For example in the final quarter of 2020 Microsoft’s quarterly revenue surpassed $40bn for the first time as demand for cloud services continues to grow as a result of its direct to market sales of the company’s Azure cloud services, its Office 365 products and Teams. Why use your local IT company when you can do it online with big business?

This acceleration of the ‘Direct to Consumer’ plans of big business is creating a transition from selling through B2B channels to selling directly to consumers in a wide range of products and services from brand name suits to contact lenses, from electrical equipment to IT products and services. This removes a source of income and product variety from the traditional retail and distribution channels of local suppliers thereby reducing their critical mass little by little . And don’t forget the unrelenting assault of Netflix on our local cinema audiences!

Both these trends, removing the local provider and increasing concentration of value in cloud platforms, are only going to accelerate with big businesses like Microsoft’s plans for clouds for industry thus potentially removing the need for local enterprise software companies. Put at its simplest the net effect of these accelerating trends is to transfer value from our local communities to Silicon Valley and the NASDAQ.

If big business is aiming for ‘winner take all’ surely the benefit of being small is that you can innovate faster than them to stay ahead?

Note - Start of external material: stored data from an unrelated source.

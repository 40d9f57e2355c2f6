use clap::{Parser, ValueEnum};
use std::path::PathBuf;
use tracing::{info, Level};
use tracing_subscriber::FmtSubscriber;

use cascata_core::{CascadeModel, CascadeParams, Graph, InfluencerGraph, NodeId};
use cascata_io::{cascade_file_name, load_graph, write_cascade_report, write_influencer_report};

/// Influencer extraction and cascade simulation over retweet graphs
#[derive(Parser, Debug)]
#[command(name = "cascata")]
#[command(about = "Find influencers in a retweet network and simulate behavior cascades", long_about = None)]
struct Args {
    /// Edge-list file: one `from to` retweet per line
    input: PathBuf,

    /// Directory for report files
    #[arg(short, long, default_value = "./output")]
    output_dir: PathBuf,

    /// How many influencers to extract
    #[arg(short = 'k', long, default_value_t = 3)]
    influencers: usize,

    /// Maximum cascade generations per run
    #[arg(short, long, default_value_t = 10)]
    generations: u32,

    /// Reward for keeping the current behavior
    #[arg(long, default_value_t = 1)]
    reward_inertia: u32,

    /// Reward for adopting the new behavior
    #[arg(long, default_value_t = 1)]
    reward_change: u32,

    /// Seed cascades per influencer or all influencers at once
    #[arg(long, value_enum, default_value_t = Seeding::One)]
    seeding: Seeding,

    /// Include shortest paths back to each influencer in the report
    #[arg(long)]
    paths: bool,

    /// Log level
    #[arg(long, default_value = "info")]
    log_level: String,
}

#[derive(ValueEnum, Clone, Copy, Debug, PartialEq, Eq)]
enum Seeding {
    /// One cascade run per influencer
    One,
    /// A single run with every influencer active from the start
    All,
}

fn main() -> anyhow::Result<()> {
    let args = Args::parse();

    let log_level = match args.log_level.as_str() {
        "trace" => Level::TRACE,
        "debug" => Level::DEBUG,
        "info" => Level::INFO,
        "warn" => Level::WARN,
        "error" => Level::ERROR,
        _ => Level::INFO,
    };

    let subscriber = FmtSubscriber::builder()
        .with_max_level(log_level)
        .finish();
    tracing::subscriber::set_global_default(subscriber)?;

    info!("Starting cascata v{}", env!("CARGO_PKG_VERSION"));
    info!("Edge list: {:?}", args.input);
    info!("Output directory: {:?}", args.output_dir);

    let input_stem = args
        .input
        .file_stem()
        .map(|stem| stem.to_string_lossy().into_owned())
        .unwrap_or_else(|| "network".to_string());

    let loaded = load_graph(&args.input)?;
    let graph = loaded.deep_copy();

    let subgraphs = graph.influencer_graphs(args.influencers)?;
    let influencer_ids: Vec<NodeId> = subgraphs.iter().map(InfluencerGraph::influencer).collect();
    info!("Top {} influencers: {:?}", args.influencers, influencer_ids);

    let report_path = args
        .output_dir
        .join(format!("influencers_from_{input_stem}.txt"));
    write_influencer_report(&report_path, &graph, &subgraphs, args.paths)?;

    run_cascades(&graph, &influencer_ids, &args, &input_stem)?;

    info!("Done");
    Ok(())
}

fn run_cascades(
    graph: &Graph,
    influencer_ids: &[NodeId],
    args: &Args,
    input_stem: &str,
) -> anyhow::Result<()> {
    let model = CascadeModel::new(graph);
    let params = CascadeParams {
        max_generations: args.generations,
        reward_for_inertia: args.reward_inertia,
        reward_for_change: args.reward_change,
    };

    match args.seeding {
        Seeding::One => {
            for &seed in influencer_ids {
                let entries = model.simulate(seed, &params)?;
                info!(
                    "Cascade from {} reached {} nodes in {} generations",
                    seed,
                    entries.last().map_or(0, |e| e.total_active),
                    entries.len().saturating_sub(1),
                );
                let path = args
                    .output_dir
                    .join(cascade_file_name(&[seed], input_stem));
                write_cascade_report(&path, &entries)?;
            }
        }
        Seeding::All => {
            let entries = model.simulate_many(influencer_ids, &params)?;
            info!(
                "Cascade from {:?} reached {} nodes in {} generations",
                influencer_ids,
                entries.last().map_or(0, |e| e.total_active),
                entries.len().saturating_sub(1),
            );
            let path = args
                .output_dir
                .join(cascade_file_name(influencer_ids, input_stem));
            write_cascade_report(&path, &entries)?;
        }
    }
    Ok(())
}
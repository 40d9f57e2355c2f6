//! # cascata
//!
//! Influencer extraction and behavior-cascade simulation over directed,
//! weighted retweet graphs.
//!
//! cascata analyzes a social-retweet network to find the most-retweeted
//! influencer nodes, extract each influencer's sphere-of-influence subgraph,
//! answer shortest retweet-chain queries within a sphere, and simulate a
//! multi-generation behavior-adoption cascade seeded at one or more
//! influencers under a reward-ratio threshold rule.
//!
//! ## Quick Start
//!
//! ### As a CLI
//!
//! ```bash
//! cascata retweets.txt --influencers 3 --generations 10 \
//!     --reward-inertia 1 --reward-change 2 --seeding one
//! ```
//!
//! ### As a Library
//!
//! ```rust
//! use cascata::prelude::*;
//!
//! let mut graph = Graph::new();
//! graph.add_vertex(1);
//! graph.add_vertex(2);
//! graph.add_edge(1, 2).unwrap();
//!
//! let model = CascadeModel::new(&graph);
//! let params = CascadeParams {
//!     max_generations: 5,
//!     reward_for_inertia: 1,
//!     reward_for_change: 1,
//! };
//! let entries = model.simulate(1, &params).unwrap();
//! assert_eq!(entries.last().unwrap().total_active, 2);
//! ```
//!
//! ## Crate Structure
//!
//! - [`cascata-core`](https://docs.rs/cascata-core) - graph representation,
//!   influencer extraction, shortest paths, cascade simulation
//! - [`cascata-io`](https://docs.rs/cascata-io) - edge-list loading and
//!   text/CSV result reporting

// Re-export core types
pub use cascata_core::{
    CascadeEntry, CascadeModel, CascadeParams,
    Graph, GraphNode, InfluencerGraph, NodeId,
    Error, Result,
};

// Re-export I/O collaborators
pub use cascata_io::{cascade_file_name, load_graph, write_cascade_report, write_influencer_report};

/// Prelude module for convenient imports
pub mod prelude {
    pub use crate::{
        CascadeEntry, CascadeModel, CascadeParams,
        Graph, GraphNode, InfluencerGraph, NodeId,
        Error, Result,
        load_graph, write_cascade_report, write_influencer_report,
    };
}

We know companies that invest in innovation of all types gain 30% in sales consistently, last longer and are less dependent on sales of aging/obsolete products/services. However as I found when I co-led Ireland’s SME Info2Innovate national programme, on behalf of EEN Ireland for DG Enterprise, our national series of workshops and forums with small business owners established that for many SMEs the innovation equation equals time + money + risk with no guarantee of success = Fear. As a result over 90% of Europe’s SMEs feel they are lagging behind in digital innovation. Given the technology market transitions already underway supported by IoT, mobility, cloud computing, big data analytics and social collaboration this failure to invest in innovation activities by small businesses means that the innovation experiments that will create next year’s income are not happening.

growth alignment pipeline

Figure 2 - Growth Aligned Pipeline - If small businesses are not testing ideas and concepts today where will next year’s growth come from?

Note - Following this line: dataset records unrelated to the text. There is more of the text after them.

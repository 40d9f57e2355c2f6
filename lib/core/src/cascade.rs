use crate::error::{Error, Result};
use crate::graph::Graph;
use crate::node::{GraphNode, NodeId};
use ahash::AHashSet;
use serde::{Deserialize, Serialize};

/// Parameters for a cascade run.
///
/// All three values must be strictly positive. The adoption threshold is
/// `reward_for_inertia / (reward_for_inertia + reward_for_change)`: the
/// fraction of a candidate's retweets that must target already-active nodes
/// before the candidate adopts. A higher inertia reward makes conversion
/// harder.
#[derive(Debug, Clone, Copy, Serialize, Deserialize)]
pub struct CascadeParams {
    pub max_generations: u32,
    pub reward_for_inertia: u32,
    pub reward_for_change: u32,
}

impl CascadeParams {
    pub fn validate(&self) -> Result<()> {
        if self.max_generations == 0 {
            return Err(Error::InvalidArgument(
                "max_generations must be positive".to_string(),
            ));
        }
        if self.reward_for_inertia == 0 || self.reward_for_change == 0 {
            return Err(Error::InvalidArgument(
                "reward values must be positive".to_string(),
            ));
        }
        Ok(())
    }

    #[inline]
    #[must_use]
    pub fn threshold(&self) -> f64 {
        let inertia = f64::from(self.reward_for_inertia);
        let change = f64::from(self.reward_for_change);
        inertia / (inertia + change)
    }
}

/// One generation of a cascade run: the cumulative number of active nodes
/// after the generation, and the nodes activated during it. The first entry
/// of a run is always the seed set keyed by its own size.
#[derive(Debug, Clone, PartialEq, Serialize, Deserialize)]
pub struct CascadeEntry {
    pub total_active: usize,
    pub newly_active: AHashSet<NodeId>,
}

/// Generational behavior-adoption simulation over a borrowed [`Graph`].
///
/// The graph is never mutated; each [`Self::simulate`] call is an
/// independent run with its own active set, so one model can drive any
/// number of runs.
#[derive(Debug, Clone, Copy)]
pub struct CascadeModel<'g> {
    graph: &'g Graph,
}

impl<'g> CascadeModel<'g> {
    #[inline]
    #[must_use]
    pub fn new(graph: &'g Graph) -> Self {
        Self { graph }
    }

    /// Run a cascade seeded at a single node
    pub fn simulate(&self, seed: NodeId, params: &CascadeParams) -> Result<Vec<CascadeEntry>> {
        self.simulate_many(&[seed], params)
    }

    /// Run a cascade with every node in `seeds` active from the start
    pub fn simulate_many(
        &self,
        seeds: &[NodeId],
        params: &CascadeParams,
    ) -> Result<Vec<CascadeEntry>> {
        params.validate()?;
        for &seed in seeds {
            if !self.graph.contains(seed) {
                return Err(Error::UnknownVertex(seed));
            }
        }
        let active: AHashSet<NodeId> = seeds.iter().copied().collect();
        Ok(self.run_generations(active, params))
    }

    fn run_generations(
        &self,
        mut active: AHashSet<NodeId>,
        params: &CascadeParams,
    ) -> Vec<CascadeEntry> {
        let threshold = params.threshold();
        let mut entries = vec![CascadeEntry {
            total_active: active.len(),
            newly_active: active.clone(),
        }];
        for _ in 0..params.max_generations {
            let newly_active = self.next_generation(&active, threshold);
            if newly_active.is_empty() {
                break;
            }
            active.extend(newly_active.iter().copied());
            entries.push(CascadeEntry {
                total_active: active.len(),
                newly_active,
            });
        }
        entries
    }

    /// Evaluate one generation: every follower of an active node that is not
    /// itself active is a candidate, each judged at most once against the
    /// active set as it stood when the generation began.
    fn next_generation(&self, active: &AHashSet<NodeId>, threshold: f64) -> AHashSet<NodeId> {
        let mut evaluated: AHashSet<NodeId> = AHashSet::new();
        let mut newly_active: AHashSet<NodeId> = AHashSet::new();
        for &active_id in active {
            let Some(active_node) = self.graph.node(active_id) else {
                continue;
            };
            for &candidate in active_node.followed_by().keys() {
                if active.contains(&candidate) || !evaluated.insert(candidate) {
                    continue;
                }
                let Some(candidate_node) = self.graph.node(candidate) else {
                    continue;
                };
                if influence_fraction(candidate_node, active) > threshold {
                    newly_active.insert(candidate);
                }
            }
        }
        newly_active
    }
}

/// Fraction of `node`'s retweets that target currently-active nodes.
///
/// A node that has never retweeted anyone has no measurable susceptibility:
/// its fraction is defined as zero, so it can never adopt.
fn influence_fraction(node: &GraphNode, active: &AHashSet<NodeId>) -> f64 {
    if node.total_retweets_made() == 0 {
        return 0.0;
    }
    let active_weight: u64 = node
        .follows()
        .iter()
        .filter(|(target, _)| active.contains(target))
        .map(|(_, &weight)| u64::from(weight))
        .sum();
    active_weight as f64 / node.total_retweets_made() as f64
}

#[cfg(test)]
mod tests {
    use super::*;

    fn params(generations: u32, inertia: u32, change: u32) -> CascadeParams {
        CascadeParams {
            max_generations: generations,
            reward_for_inertia: inertia,
            reward_for_change: change,
        }
    }

    fn retweet_graph() -> Graph {
        // 2 retweeted 1 twice, 3 retweeted 1 once, 4 retweeted 2 once
        let mut graph = Graph::new();
        for id in 1..=4 {
            graph.add_vertex(id);
        }
        graph.add_edge(1, 2).unwrap();
        graph.add_edge(1, 2).unwrap();
        graph.add_edge(1, 3).unwrap();
        graph.add_edge(2, 4).unwrap();
        graph
    }

    #[test]
    fn rejects_non_positive_arguments() {
        let graph = retweet_graph();
        let model = CascadeModel::new(&graph);
        for bad in [params(0, 1, 1), params(5, 0, 1), params(5, 1, 0)] {
            assert!(matches!(
                model.simulate(1, &bad),
                Err(Error::InvalidArgument(_))
            ));
        }
    }

    #[test]
    fn rejects_unknown_seeds() {
        let graph = retweet_graph();
        let model = CascadeModel::new(&graph);
        assert_eq!(
            model.simulate(42, &params(5, 1, 1)),
            Err(Error::UnknownVertex(42))
        );
    }

    #[test]
    fn equal_rewards_cascade_from_the_top_influencer() {
        // threshold 0.5; candidate 2 has fraction 2/3, candidate 3 has 1/1,
        // both adopt in the first generation. 4 follows only 2, so in the
        // second generation its fraction is 1/1 and it adopts too.
        let graph = retweet_graph();
        let model = CascadeModel::new(&graph);
        let entries = model.simulate(1, &params(5, 1, 1)).unwrap();

        assert_eq!(entries[0].total_active, 1);
        assert_eq!(entries[0].newly_active, AHashSet::from_iter([1]));

        assert_eq!(entries[1].total_active, 3);
        assert_eq!(entries[1].newly_active, AHashSet::from_iter([2, 3]));

        assert_eq!(entries[2].total_active, 4);
        assert_eq!(entries[2].newly_active, AHashSet::from_iter([4]));

        // quiescent after everyone adopted
        assert_eq!(entries.len(), 3);
    }

    #[test]
    fn high_inertia_blocks_adoption() {
        // threshold 3/4; candidate 2's fraction 2/3 falls short, candidate 3
        // still adopts with 1/1
        let graph = retweet_graph();
        let model = CascadeModel::new(&graph);
        let entries = model.simulate(1, &params(5, 3, 1)).unwrap();

        assert_eq!(entries[1].newly_active, AHashSet::from_iter([3]));
        // 4 follows only 2, which never adopted; run ends there
        assert_eq!(entries.len(), 2);
        assert_eq!(entries[1].total_active, 2);
    }

    #[test]
    fn node_without_retweets_never_adopts() {
        // a node with an empty follows map gets fraction 0, not NaN
        let mut node = GraphNode::new(9);
        let active: AHashSet<NodeId> = AHashSet::from_iter([1]);
        assert_eq!(influence_fraction(&node, &active), 0.0);

        node.record_follows(1);
        assert!(influence_fraction(&node, &active) > 0.0);
    }

    #[test]
    fn active_set_growth_is_monotonic_and_bounded() {
        let graph = retweet_graph();
        let model = CascadeModel::new(&graph);
        let run = params(3, 1, 2);
        let entries = model.simulate(1, &run).unwrap();

        assert!(entries.len() <= run.max_generations as usize + 1);
        for pair in entries.windows(2) {
            assert!(pair[1].total_active > pair[0].total_active);
            assert_eq!(
                pair[1].total_active - pair[0].total_active,
                pair[1].newly_active.len()
            );
        }
    }

    #[test]
    fn max_generations_caps_the_run() {
        let graph = retweet_graph();
        let model = CascadeModel::new(&graph);
        let entries = model.simulate(1, &params(1, 1, 1)).unwrap();
        // one generation allowed: seed entry plus one generation entry
        assert_eq!(entries.len(), 2);
        assert_eq!(entries[1].newly_active, AHashSet::from_iter([2, 3]));
    }

    #[test]
    fn multi_seed_runs_start_with_the_whole_seed_set() {
        let graph = retweet_graph();
        let model = CascadeModel::new(&graph);
        let entries = model.simulate_many(&[1, 2], &params(5, 1, 1)).unwrap();

        assert_eq!(entries[0].total_active, 2);
        assert_eq!(entries[0].newly_active, AHashSet::from_iter([1, 2]));
        // 3 adopts (1/1 toward 1), 4 adopts (1/1 toward 2)
        assert_eq!(entries[1].newly_active, AHashSet::from_iter([3, 4]));
        assert_eq!(entries[1].total_active, 4);
    }

    #[test]
    fn simulation_leaves_the_graph_untouched() {
        let graph = retweet_graph();
        let before: Vec<(NodeId, u64)> = {
            let mut totals: Vec<_> = graph
                .nodes()
                .map(|n| (n.id(), n.total_times_retweeted()))
                .collect();
            totals.sort_unstable();
            totals
        };
        let model = CascadeModel::new(&graph);
        model.simulate(1, &params(5, 1, 1)).unwrap();

        let mut after: Vec<_> = graph
            .nodes()
            .map(|n| (n.id(), n.total_times_retweeted()))
            .collect();
        after.sort_unstable();
        assert_eq!(before, after);
    }
}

What did I learn about SME scaling from my Novara Technology journey starting from our spare bedroom to successful sale

After parting ways with my father and the family business as a result of taking opposite sides on the role of digital in our SME (more on this later) I was looking for opportunities. Despite the fact that this was 2000 and the .com internet era was booming, my gut instinct was telling me that the web was not ready for an online jewellery store.

As part of my horizon scanning for what to do next I cast my mind back to what I learnt working as an investment manager on the London Stock Exchange. Fads and frenzies (what Gartner would term the peak of inflated expectations) can pass so rather than get sucked into investing my money in an online store I remember the truism that during a similar mass hysteria, the San Francisco gold rush, very few of the people caught up in the frenzy of chasing the gold prospector’s dream made the money but the much more down to earth businesses that were selling the picks, shovels and gold pans did very well.

Attributes of a scalable business opportunity

For the internet the equivalent of picks and shovels were domain registrations, hosting accounts and data centre services, the infrastructure behind the boom. What attracted me to the business of web hosting as an opportunity was it has recurring revenue, revenue diversity (not overly dependent on a couple of bug customers but income comes from many customers that generate small amounts of revenue), repeat customers (as it is an annual subscription business you knew what next year’s turnover was going to be within a relatively predictable range), has a low attrition rate and is based on repeatable standard offerings to customers (not requiring individual customisation). It was a sector that lent itself perfectly to my love of systems and digital intelligence. However this passion for over engineering was to get me into trouble in the early years of Novara Technology but more on that later.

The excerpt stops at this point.